• DATA SHOWN

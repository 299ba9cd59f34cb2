// ==========================================
// 预算承诺控制引擎 - 承诺申请仓储
// ==========================================
// commitment_request + commitment_allocation(按 seq_no 排序)
// 状态变更: 基于 revision 的比较并设置
// ==========================================

use crate::domain::commitment::{Allocation, CommitmentRequest, StatusChange};
use crate::domain::types::CommitmentStatus;
use crate::repository::error::{RepositoryError, RepositoryResult};
use crate::repository::row_utils::{
    date_to_sql, datetime_to_sql, decimal_to_sql, get_datetime, get_decimal, get_enum,
    get_opt_date, get_opt_datetime,
};
use rusqlite::{params, Connection, OptionalExtension, Transaction};
use std::sync::{Arc, Mutex};

const SELECT_COLUMNS: &str = r#"
    SELECT request_id, exercice, object, total_amount, forced, justification, status,
           motif, date_reprise, verdict_snapshot_json,
           created_by, created_at, submitted_by, submitted_at, deferred_by, deferred_at,
           decided_by, decided_at, updated_at, revision
    FROM commitment_request
"#;

pub struct CommitmentRepository {
    conn: Arc<Mutex<Connection>>,
}

impl CommitmentRepository {
    pub fn new(conn: Arc<Mutex<Connection>>) -> Self {
        Self { conn }
    }

    fn get_conn(&self) -> RepositoryResult<std::sync::MutexGuard<Connection>> {
        self.conn
            .lock()
            .map_err(|e| RepositoryError::LockError(e.to_string()))
    }

    // ==========================================
    // 写入
    // ==========================================

    /// 插入申请及其分配
    pub fn insert_tx(tx: &Transaction, request: &CommitmentRequest) -> RepositoryResult<String> {
        tx.execute(
            r#"INSERT INTO commitment_request (
                   request_id, exercice, object, total_amount, forced, justification, status,
                   motif, date_reprise, verdict_snapshot_json,
                   created_by, created_at, submitted_by, submitted_at, deferred_by, deferred_at,
                   decided_by, decided_at, updated_at, revision
               ) VALUES (?, ?, ?, ?, ?, ?, ?, ?, ?, ?, ?, ?, ?, ?, ?, ?, ?, ?, ?, ?)"#,
            params![
                request.request_id,
                request.exercice,
                request.object,
                decimal_to_sql(&request.total_amount),
                request.forced,
                request.justification,
                request.status.to_db_str(),
                request.motif,
                request.date_reprise.as_ref().map(date_to_sql),
                request.verdict_snapshot_json,
                request.created_by,
                datetime_to_sql(&request.created_at),
                request.submitted_by,
                request.submitted_at.as_ref().map(datetime_to_sql),
                request.deferred_by,
                request.deferred_at.as_ref().map(datetime_to_sql),
                request.decided_by,
                request.decided_at.as_ref().map(datetime_to_sql),
                datetime_to_sql(&request.updated_at),
                request.revision,
            ],
        )?;

        let mut stmt = tx.prepare(
            r#"INSERT INTO commitment_allocation (request_id, seq_no, budget_line_id, amount)
               VALUES (?, ?, ?, ?)"#,
        )?;
        for (seq_no, allocation) in request.allocations.iter().enumerate() {
            stmt.execute(params![
                request.request_id,
                seq_no as i64,
                allocation.budget_line_id,
                decimal_to_sql(&allocation.amount),
            ])?;
        }

        Ok(request.request_id.clone())
    }

    /// 执行一次工作流迁移(基于 status + revision 的比较并设置)
    ///
    /// 字段规则:
    /// - `motif`: 驳回 / 暂缓 / 取消时写入,其余迁移清空
    /// - `date_reprise`、`deferred_*`: 只由暂缓写入
    /// - `submitted_*`: 只由首次提交写入(恢复不写)
    /// - `decided_*`: 由通过 / 驳回 / 取消写入
    ///
    /// # 错误
    /// - `OptimisticLockFailure`: 读取后申请已被修改
    /// - `NotFound`
    pub fn apply_status_change_tx(tx: &Transaction, change: &StatusChange) -> RepositoryResult<()> {
        use CommitmentStatus::*;

        let at = datetime_to_sql(&change.at);
        let first_submission = change.from == Draft && change.to == Submitted;
        let deferral = change.to == Deferred;
        let final_decision = matches!(change.to, Validated | Rejected | Cancelled);
        let motif = match change.to {
            Rejected | Deferred | Cancelled => change.motif.as_deref(),
            _ => None,
        };

        let rows_affected = tx.execute(
            r#"UPDATE commitment_request
               SET status = ?1,
                   motif = ?2,
                   date_reprise = CASE WHEN ?3 THEN ?4 ELSE date_reprise END,
                   deferred_by = CASE WHEN ?3 THEN ?5 ELSE deferred_by END,
                   deferred_at = CASE WHEN ?3 THEN ?6 ELSE deferred_at END,
                   verdict_snapshot_json = COALESCE(?7, verdict_snapshot_json),
                   submitted_by = CASE WHEN ?8 THEN ?5 ELSE submitted_by END,
                   submitted_at = CASE WHEN ?8 THEN ?6 ELSE submitted_at END,
                   decided_by = CASE WHEN ?9 THEN ?5 ELSE decided_by END,
                   decided_at = CASE WHEN ?9 THEN ?6 ELSE decided_at END,
                   updated_at = ?6,
                   revision = revision + 1
               WHERE request_id = ?10 AND status = ?11 AND revision = ?12"#,
            params![
                change.to.to_db_str(),
                motif,
                deferral,
                change.date_reprise.as_ref().map(date_to_sql),
                change.actor,
                at,
                change.verdict_snapshot_json,
                first_submission,
                final_decision,
                change.request_id,
                change.from.to_db_str(),
                change.expected_revision,
            ],
        )?;

        if rows_affected == 0 {
            let actual: Option<i32> = tx
                .query_row(
                    "SELECT revision FROM commitment_request WHERE request_id = ?",
                    params![change.request_id],
                    |row| row.get(0),
                )
                .optional()?;

            return Err(match actual {
                Some(actual) => RepositoryError::OptimisticLockFailure {
                    entity: "CommitmentRequest".to_string(),
                    id: change.request_id.clone(),
                    expected: change.expected_revision,
                    actual,
                },
                None => RepositoryError::NotFound {
                    entity: "CommitmentRequest".to_string(),
                    id: change.request_id.clone(),
                },
            });
        }

        Ok(())
    }

    // ==========================================
    // 查询
    // ==========================================

    pub fn find_by_id(&self, request_id: &str) -> RepositoryResult<Option<CommitmentRequest>> {
        let conn = self.get_conn()?;
        let sql = format!("{} WHERE request_id = ?", SELECT_COLUMNS);
        let request = conn
            .query_row(&sql, params![request_id], map_row)
            .optional()?;

        match request {
            Some(mut request) => {
                request.allocations = load_allocations(&conn, &request.request_id)?;
                Ok(Some(request))
            }
            None => Ok(None),
        }
    }

    /// 本年度申请,可按状态过滤,按时间降序
    pub fn list(
        &self,
        exercice: i32,
        status: Option<CommitmentStatus>,
    ) -> RepositoryResult<Vec<CommitmentRequest>> {
        let conn = self.get_conn()?;
        let sql = format!(
            "{} WHERE exercice = ?1 AND (?2 IS NULL OR status = ?2) \
             ORDER BY created_at DESC, request_id",
            SELECT_COLUMNS
        );
        let requests = {
            let mut stmt = conn.prepare(&sql)?;
            let rows = stmt
                .query_map(params![exercice, status.map(|s| s.to_db_str())], map_row)?
                .collect::<Result<Vec<_>, _>>()?;
            rows
        };

        requests
            .into_iter()
            .map(|mut request| {
                request.allocations = load_allocations(&conn, &request.request_id)?;
                Ok(request)
            })
            .collect()
    }
}

fn load_allocations(conn: &Connection, request_id: &str) -> RepositoryResult<Vec<Allocation>> {
    let mut stmt = conn.prepare(
        r#"SELECT budget_line_id, amount FROM commitment_allocation
           WHERE request_id = ? ORDER BY seq_no"#,
    )?;
    let allocations = stmt
        .query_map(params![request_id], |row| {
            Ok(Allocation {
                budget_line_id: row.get(0)?,
                amount: get_decimal(row, 1)?,
            })
        })?
        .collect::<Result<Vec<_>, _>>()?;
    Ok(allocations)
}

/// 分配单独加载
fn map_row(row: &rusqlite::Row) -> rusqlite::Result<CommitmentRequest> {
    Ok(CommitmentRequest {
        request_id: row.get(0)?,
        exercice: row.get(1)?,
        object: row.get(2)?,
        allocations: Vec::new(),
        total_amount: get_decimal(row, 3)?,
        forced: row.get(4)?,
        justification: row.get(5)?,
        status: get_enum(row, 6, CommitmentStatus::from_str)?,
        motif: row.get(7)?,
        date_reprise: get_opt_date(row, 8)?,
        verdict_snapshot_json: row.get(9)?,
        created_by: row.get(10)?,
        created_at: get_datetime(row, 11)?,
        submitted_by: row.get(12)?,
        submitted_at: get_opt_datetime(row, 13)?,
        deferred_by: row.get(14)?,
        deferred_at: get_opt_datetime(row, 15)?,
        decided_by: row.get(16)?,
        decided_at: get_opt_datetime(row, 17)?,
        updated_at: get_datetime(row, 18)?,
        revision: row.get(19)?,
    })
}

• HOW TO COMPLETE THIS TASK
Pick from the records each line that contains the word "object" and show it.

• RESPONSE TO THE TASK
    SELECT request_id, exercice, object, total_amount, forced, justification, status,
                   request_id, exercice, object, total_amount, forced, justification, status,
                request.object,
        object: row.get(2)?,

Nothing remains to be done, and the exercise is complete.